Data are plotted on y-axis, and quantiles for normal distributed on x-axis
If there is 1–1 correlation between x and y axis; straight line, then data is normally distributed.

Quantiles are cut points dividing the range of a distribution into intervals.

On scatter plot. The more data close to the straight line, the more normal they are distributed.

On histogram. It’s unimodal and symmetric.

— Using 68%, 95%, 99.7% to assess normality

We can also use “68%, 95%, 99.7” to assess normality.
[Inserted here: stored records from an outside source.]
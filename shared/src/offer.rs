use serde::{Deserialize, Serialize};
use std::fmt;
use std::num::NonZeroU32;
use thiserror::Error;

pub const DEFAULT_OFFER_TIMEOUT_SECS: u32 = 15;
pub const METER_FARE: &str = "Meter fare";

#[derive(Debug, Clone, Error, PartialEq, Eq)]
pub enum OfferError {
    #[error("offer timeout must be greater than zero")]
    ZeroTimeout,
    #[error("{field} cannot be empty")]
    EmptyField { field: &'static str },
}

/// One candidate trip. Immutable once built; collections replace offers
/// wholesale and never edit them in place.
#[derive(Clone, Debug, PartialEq, Eq, Hash, Serialize, Deserialize)]
pub struct RideOffer {
    pickup: String,
    destination: String,
    fare_descriptor: String,
    distance: String,
    duration: String,
    timeout_seconds: NonZeroU32,
}

impl RideOffer {
    pub fn new(
        pickup: impl Into<String>,
        destination: impl Into<String>,
        fare_descriptor: impl Into<String>,
        distance: impl Into<String>,
        duration: impl Into<String>,
        timeout_seconds: u32,
    ) -> Result<Self, OfferError> {
        let pickup = pickup.into();
        let destination = destination.into();
        if pickup.trim().is_empty() {
            return Err(OfferError::EmptyField { field: "pickup" });
        }
        if destination.trim().is_empty() {
            return Err(OfferError::EmptyField { field: "destination" });
        }
        let timeout_seconds = NonZeroU32::new(timeout_seconds).ok_or(OfferError::ZeroTimeout)?;

        Ok(Self {
            pickup,
            destination,
            fare_descriptor: fare_descriptor.into(),
            distance: distance.into(),
            duration: duration.into(),
            timeout_seconds,
        })
    }

    #[must_use]
    pub fn pickup(&self) -> &str {
        &self.pickup
    }

    #[must_use]
    pub fn destination(&self) -> &str {
        &self.destination
    }

    #[must_use]
    pub fn fare_descriptor(&self) -> &str {
        &self.fare_descriptor
    }

    #[must_use]
    pub fn distance(&self) -> &str {
        &self.distance
    }

    #[must_use]
    pub fn duration(&self) -> &str {
        &self.duration
    }

    #[must_use]
    pub fn timeout_seconds(&self) -> u32 {
        self.timeout_seconds.get()
    }
}

impl fmt::Display for RideOffer {
    fn fmt(&self, f: &mut fmt::Formatter<'_>) -> fmt::Result {
        write!(f, "{} -> {}", self.pickup, self.destination)
    }
}

/// Passenger metadata supplied by the caller when an offer is accepted.
#[derive(Clone, Debug, PartialEq, Serialize, Deserialize)]
pub struct Passenger {
    pub name: String,
    pub rating: f32,
    pub phone: String,
}

// Phone numbers are personal data; keep them out of logs.
impl fmt::Display for Passenger {
    fn fmt(&self, f: &mut fmt::Formatter<'_>) -> fmt::Result {
        write!(f, "{} ({:.1})", self.name, self.rating)
    }
}

/// Fixed set of candidate offers the simulator samples from.
#[derive(Clone, Debug, PartialEq, Eq, Serialize, Deserialize)]
pub struct OfferPool {
    offers: Vec<RideOffer>,
}

impl OfferPool {
    #[must_use]
    pub fn new(offers: Vec<RideOffer>) -> Self {
        Self { offers }
    }

    #[must_use]
    pub fn len(&self) -> usize {
        self.offers.len()
    }

    #[must_use]
    pub fn is_empty(&self) -> bool {
        self.offers.is_empty()
    }

    #[must_use]
    pub fn get(&self, index: usize) -> Option<&RideOffer> {
        self.offers.get(index)
    }

    #[must_use]
    pub fn offers(&self) -> &[RideOffer] {
        &self.offers
    }

    /// Number of different destinations in the pool.
    #[must_use]
    pub fn distinct_destinations(&self) -> usize {
        let mut seen: Vec<&str> = Vec::with_capacity(self.offers.len());
        for offer in &self.offers {
            if !seen.contains(&offer.destination()) {
                seen.push(offer.destination());
            }
        }
        seen.len()
    }

    /// Eight Bengaluru and Hyderabad trips used by the driver simulator.
    #[must_use]
    pub fn sample() -> Self {
        const TRIPS: [(&str, &str, &str, &str); 8] = [
            ("Koramangala, Bengaluru", "Electronic City, Bengaluru", "12.4 km", "25 mins"),
            ("Indiranagar, Bengaluru", "Whitefield, Bengaluru", "16.8 km", "32 mins"),
            ("MG Road, Bengaluru", "Hebbal, Bengaluru", "14.2 km", "28 mins"),
            ("Banjara Hills, Hyderabad", "Hitech City, Hyderabad", "14.2 km", "32 mins"),
            ("Secunderabad, Hyderabad", "Gachibowli, Hyderabad", "21.3 km", "41 mins"),
            ("LB Nagar, Hyderabad", "Shamshabad, Hyderabad", "27.5 km", "45 mins"),
            ("Hussain Sagar, Hyderabad", "Secunderabad, Hyderabad", "6.1 km", "18 mins"),
            ("Hebbal, Bengaluru", "Koramangala, Bengaluru", "15.0 km", "35 mins"),
        ];

        let offers = TRIPS
            .iter()
            .filter_map(|(pickup, destination, distance, duration)| {
                RideOffer::new(
                    *pickup,
                    *destination,
                    METER_FARE,
                    *distance,
                    *duration,
                    DEFAULT_OFFER_TIMEOUT_SECS,
                )
                .ok()
            })
            .collect();

        Self { offers }
    }
}

impl Default for OfferPool {
    fn default() -> Self {
        Self::sample()
    }
}
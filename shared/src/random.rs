//! Injectable randomness.
//!
//! Sampling and refresh never reach for a global generator; they draw from a
//! [`RandomSource`] owned by the model so tests can pin every draw.

use rand::rngs::StdRng;
use rand::{Rng, SeedableRng};
use std::collections::VecDeque;
use std::fmt;

pub trait RandomSource: Send + Sync + fmt::Debug {
    /// Uniform integer in `low..=high`. Callers guarantee `low <= high`.
    fn between(&mut self, low: usize, high: usize) -> usize;

    /// Uniform index into a collection of `len` items (`len > 0`).
    fn index(&mut self, len: usize) -> usize {
        self.between(0, len.saturating_sub(1))
    }
}

/// Production source backed by `StdRng`.
#[derive(Debug, Clone)]
pub struct SeededRandom {
    rng: StdRng,
}

impl SeededRandom {
    #[must_use]
    pub fn new(seed: u64) -> Self {
        Self {
            rng: StdRng::seed_from_u64(seed),
        }
    }

    #[must_use]
    pub fn from_entropy() -> Self {
        Self {
            rng: StdRng::from_entropy(),
        }
    }
}

impl Default for SeededRandom {
    fn default() -> Self {
        Self::from_entropy()
    }
}

impl RandomSource for SeededRandom {
    fn between(&mut self, low: usize, high: usize) -> usize {
        if low >= high {
            return low;
        }
        self.rng.gen_range(low..=high)
    }
}

/// Replays a fixed script of draws.
///
/// Each call consumes the next value and clamps it into the requested range.
/// Once the script runs dry every draw returns the lower bound.
#[derive(Debug, Clone, Default)]
pub struct ScriptedRandom {
    script: VecDeque<usize>,
    consumed: usize,
}

impl ScriptedRandom {
    pub fn new(script: impl IntoIterator<Item = usize>) -> Self {
        Self {
            script: script.into_iter().collect(),
            consumed: 0,
        }
    }

    #[must_use]
    pub fn remaining(&self) -> usize {
        self.script.len()
    }

    #[must_use]
    pub fn consumed(&self) -> usize {
        self.consumed
    }
}

impl RandomSource for ScriptedRandom {
    fn between(&mut self, low: usize, high: usize) -> usize {
        match self.script.pop_front() {
            Some(value) => {
                self.consumed += 1;
                value.clamp(low, high.max(low))
            }
            None => low,
        }
    }
}

#[cfg(test)]
mod tests {
    use super::*;

    #[test]
    fn seeded_is_reproducible() {
        let mut a = SeededRandom::new(42);
        let mut b = SeededRandom::new(42);
        let left: Vec<usize> = (0..32).map(|_| a.between(3, 6)).collect();
        let right: Vec<usize> = (0..32).map(|_| b.between(3, 6)).collect();
        assert_eq!(left, right);
        assert!(left.iter().all(|v| (3..=6).contains(v)));
    }

    #[test]
    fn degenerate_range_returns_low() {
        let mut rng = SeededRandom::new(7);
        assert_eq!(rng.between(4, 4), 4);
        assert_eq!(rng.index(1), 0);
    }

    #[test]
    fn scripted_replays_then_falls_back_to_low() {
        let mut rng = ScriptedRandom::new([5, 0, 9]);
        assert_eq!(rng.between(3, 6), 5);
        assert_eq!(rng.index(8), 0);
        assert_eq!(rng.index(8), 7, "out of range values are clamped");
        assert_eq!(rng.between(1, 2), 1);
        assert_eq!(rng.consumed(), 3);
        assert_eq!(rng.remaining(), 0);
    }
}
//! Rotating queue of simultaneous ride offers.
//!
//! In single view one offer is highlighted at a time and the highlight
//! rotates: the card stays visible for `visible_ms`, slides out for
//! `exit_ms`, then the next card comes in. "Show all" lists every offer and
//! suspends rotation. Refresh simulates competing drivers taking offers and
//! new ones arriving.

use serde::{Deserialize, Serialize};
use std::time::Duration;
use thiserror::Error;
use tracing::{debug, info};

use crate::offer::{OfferPool, RideOffer};
use crate::random::RandomSource;
use crate::sampling::{sample_batch, sample_replacement};
use crate::scheduler::{TimerCommand, TimerId, TimerOwner, TimerSlot};
use crate::TickerConfig;

#[derive(Default, Serialize, Deserialize, Clone, Copy, Debug, PartialEq, Eq)]
#[serde(rename_all = "snake_case")]
pub enum ViewMode {
    #[default]
    Single,
    ShowAll,
}

impl ViewMode {
    #[must_use]
    pub const fn toggle(self) -> Self {
        match self {
            Self::Single => Self::ShowAll,
            Self::ShowAll => Self::Single,
        }
    }
}

#[derive(Serialize, Deserialize, Clone, Copy, Debug, PartialEq, Eq)]
#[serde(rename_all = "snake_case")]
pub enum TickerStatus {
    Empty,
    SingleVisible,
    ListVisible,
}

#[derive(Default, Serialize, Deserialize, Clone, Copy, Debug, PartialEq, Eq)]
#[serde(rename_all = "snake_case")]
pub enum RotationPhase {
    #[default]
    Idle,
    Visible,
    Exiting,
}

#[derive(Debug, Clone, Error, PartialEq, Eq)]
pub enum TickerError {
    #[error("offer index {index} out of range for {len} offers")]
    IndexOutOfRange { index: usize, len: usize },
}

#[derive(Debug, Clone, PartialEq)]
pub struct TickerState {
    offers: Vec<RideOffer>,
    current_index: usize,
    view_mode: ViewMode,
    rotation: RotationPhase,
}

impl Default for TickerState {
    fn default() -> Self {
        Self {
            offers: Vec::new(),
            current_index: 0,
            view_mode: ViewMode::Single,
            rotation: RotationPhase::Idle,
        }
    }
}

impl TickerState {
    #[must_use]
    pub fn offers(&self) -> &[RideOffer] {
        &self.offers
    }

    #[must_use]
    pub fn len(&self) -> usize {
        self.offers.len()
    }

    #[must_use]
    pub fn is_empty(&self) -> bool {
        self.offers.is_empty()
    }

    /// `None` while the queue is empty.
    #[must_use]
    pub fn current_index(&self) -> Option<usize> {
        (!self.offers.is_empty()).then_some(self.current_index)
    }

    #[must_use]
    pub fn current_offer(&self) -> Option<&RideOffer> {
        self.offers.get(self.current_index)
    }

    #[must_use]
    pub fn view_mode(&self) -> ViewMode {
        self.view_mode
    }

    #[must_use]
    pub fn rotation_phase(&self) -> RotationPhase {
        self.rotation
    }

    #[must_use]
    pub fn is_rotation_active(&self) -> bool {
        self.rotation != RotationPhase::Idle
    }

    #[must_use]
    pub fn is_exiting(&self) -> bool {
        self.rotation == RotationPhase::Exiting
    }

    #[must_use]
    pub fn status(&self) -> TickerStatus {
        match (self.offers.is_empty(), self.view_mode) {
            (true, _) => TickerStatus::Empty,
            (false, ViewMode::Single) => TickerStatus::SingleVisible,
            (false, ViewMode::ShowAll) => TickerStatus::ListVisible,
        }
    }

    fn should_rotate(&self) -> bool {
        self.view_mode == ViewMode::Single && self.offers.len() > 1
    }

    fn clamp_index(&mut self) {
        if self.current_index >= self.offers.len() {
            self.current_index = 0;
        }
    }
}

#[derive(Debug, Clone)]
pub struct TickerQueue {
    state: TickerState,
    config: TickerConfig,
    timer: TimerSlot,
    commands: Vec<TimerCommand>,
}

impl Default for TickerQueue {
    fn default() -> Self {
        Self::new(TickerConfig::default())
    }
}

impl TickerQueue {
    #[must_use]
    pub fn new(config: TickerConfig) -> Self {
        Self {
            state: TickerState::default(),
            config,
            timer: TimerSlot::new(TimerOwner::Ticker),
            commands: Vec::new(),
        }
    }

    #[must_use]
    pub fn state(&self) -> &TickerState {
        &self.state
    }

    #[must_use]
    pub fn config(&self) -> &TickerConfig {
        &self.config
    }

    /// New durations apply the next time a timer is armed.
    pub fn set_config(&mut self, config: TickerConfig) {
        self.config = config;
    }

    #[must_use]
    pub fn pending_timer(&self) -> Option<TimerId> {
        self.timer.pending()
    }

    /// Drains the timer commands queued by the transitions so far.
    pub fn take_timer_commands(&mut self) -> Vec<TimerCommand> {
        std::mem::take(&mut self.commands)
    }

    /// Populates an empty queue with a fresh batch. The view mode chosen
    /// before going offline is kept.
    pub fn go_online(&mut self, pool: &OfferPool, rng: &mut dyn RandomSource) {
        if !self.state.is_empty() {
            debug!(offers = self.state.len(), "ticker already populated");
            return;
        }

        self.state.offers = sample_batch(pool, self.config.batch_min, self.config.batch_max, rng);
        self.state.current_index = 0;
        info!(
            offers = self.state.len(),
            view_mode = ?self.state.view_mode,
            "ticker populated"
        );
        self.restart_rotation();
    }

    pub fn go_offline(&mut self) {
        self.timer.cancel(&mut self.commands);
        self.state.offers.clear();
        self.state.current_index = 0;
        self.state.rotation = RotationPhase::Idle;
        debug!("ticker cleared");
    }

    /// Moves the highlight to the next offer, wrapping around.
    pub fn tick(&mut self) {
        let len = self.state.len();
        if len == 0 {
            return;
        }
        self.state.current_index = (self.state.current_index + 1) % len;
    }

    /// Handles a fired rotation timer. Returns `false` when `id` is not the
    /// armed handle; stale timers leave the state untouched.
    pub fn on_timer(&mut self, id: TimerId) -> bool {
        if !self.timer.fire(id) {
            debug!(%id, "ignoring stale ticker timer");
            return false;
        }

        match self.state.rotation {
            RotationPhase::Visible if self.state.should_rotate() => {
                self.state.rotation = RotationPhase::Exiting;
                self.timer.arm(
                    Duration::from_millis(self.config.exit_ms),
                    &mut self.commands,
                );
            }
            RotationPhase::Exiting if self.state.should_rotate() => {
                self.tick();
                self.state.rotation = RotationPhase::Visible;
                self.timer.arm(
                    Duration::from_millis(self.config.visible_ms),
                    &mut self.commands,
                );
            }
            _ => self.state.rotation = RotationPhase::Idle,
        }
        true
    }

    /// Replaces part of the queue: drops `1..=min(len - 1, max_removed)`
    /// random offers (never the last one) and adds up to
    /// `min_added..=max_added` offers with fresh destinations. Additions stop
    /// early once the pool has no non-conflicting destination left.
    pub fn refresh(&mut self, pool: &OfferPool, rng: &mut dyn RandomSource) {
        let len = self.state.len();
        if len == 0 {
            return;
        }

        let max_removed = (len - 1).min(self.config.max_removed_per_refresh);
        let remove_count = if max_removed == 0 {
            0
        } else {
            rng.between(1, max_removed)
        };
        for _ in 0..remove_count {
            let index = rng.index(self.state.len());
            self.state.offers.remove(index);
        }

        let add_count = rng.between(
            self.config.min_added_per_refresh,
            self.config.max_added_per_refresh,
        );
        let mut added = 0;
        for _ in 0..add_count {
            let existing = self.state.offers.iter().map(RideOffer::destination);
            match sample_replacement(pool, existing, 1, rng) {
                Ok(mut drawn) => {
                    added += drawn.len();
                    self.state.offers.append(&mut drawn);
                }
                Err(e) => {
                    debug!(error = %e, "refresh added fewer offers than requested");
                    break;
                }
            }
        }

        self.state.clamp_index();
        info!(
            removed = remove_count,
            added,
            offers = self.state.len(),
            "ticker refreshed"
        );
        self.restart_rotation();
    }

    /// Removes the offer at `index` and hands it back to the caller.
    ///
    /// `Ok(None)` when the queue is empty. An index outside the current
    /// snapshot is a caller bug and is rejected.
    pub fn accept(&mut self, index: usize) -> Result<Option<RideOffer>, TickerError> {
        let len = self.state.len();
        if len == 0 {
            return Ok(None);
        }
        if index >= len {
            return Err(TickerError::IndexOutOfRange { index, len });
        }

        let accepted = self.state.offers.remove(index);
        self.state.clamp_index();
        if self.state.is_empty() {
            self.go_offline();
        } else {
            self.restart_rotation();
        }
        Ok(Some(accepted))
    }

    pub fn toggle_view_mode(&mut self) {
        if self.state.is_empty() {
            return;
        }
        self.state.view_mode = self.state.view_mode.toggle();
        self.state.clamp_index();
        debug!(view_mode = ?self.state.view_mode, "ticker view mode toggled");
        self.restart_rotation();
    }

    fn restart_rotation(&mut self) {
        self.timer.cancel(&mut self.commands);
        if self.state.should_rotate() {
            self.state.rotation = RotationPhase::Visible;
            self.timer.arm(
                Duration::from_millis(self.config.visible_ms),
                &mut self.commands,
            );
        } else {
            self.state.rotation = RotationPhase::Idle;
        }
    }
}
(~) The number of hours of sleep college students has a mean of 7.

Given that:
- If 62% of students sleep between 6 and 8 hours 
- And 92% of students sleep between 5 and 9 hours 
- And 95% sleep between 4 and 10 hours.

So, we would expect 99.7% of the data between 4–10 hours. Since a lower percentage (95%) than the expected (99.7%) fall within these ranges. It means data are more spread out (variable; curve is wider).

Working with the Normal Distribution

(~) The mean of an airline baggage is 45 pounds and standard deviation 3.2 pounds. What percent of airlines passengers are expected to excess of 50 pounds?

Zscore = 50 — 45 / 3.2 = 1.56
percentile = 0.94 (using R or online calculator)

The 0.94 is the percentile (percentage) of baggages ≤ 50 pounds. To get percentage of baggages > 50 pounds = 1 – 0.94 = 0.0594.

(~) Among 3,000 songs, the mean length of songs is 3.45 minutes and the standard deviation is 1.63 minutes. Calculate the probability that a randomly selected song lasts more than 5 minutes.

You might be thinking about Zscore and percentile. But, we can’t since the distribution is not normal. The distribution here is right skewed as fewer songs as the number of minutes increases.

(~) The mean temperature is 77, with standard deviation 5. What’s the temperature of the 20% coldest day?

So, given the percentile, what’s the relative temperature?.

Zscore = -0.84 (using R or Zsheet given percentile and mean)
Temperature (observation) = (Zscore x sd) + mean 
                          = (-0.84 x 5) + 77
                          = 72.8

Binomial Distribution

When an experiment has only two possible outcomes, the result is what we call a binomial random variable.

A coin flip can only result in heads and tails.
Eligible voters can either vote or not vote.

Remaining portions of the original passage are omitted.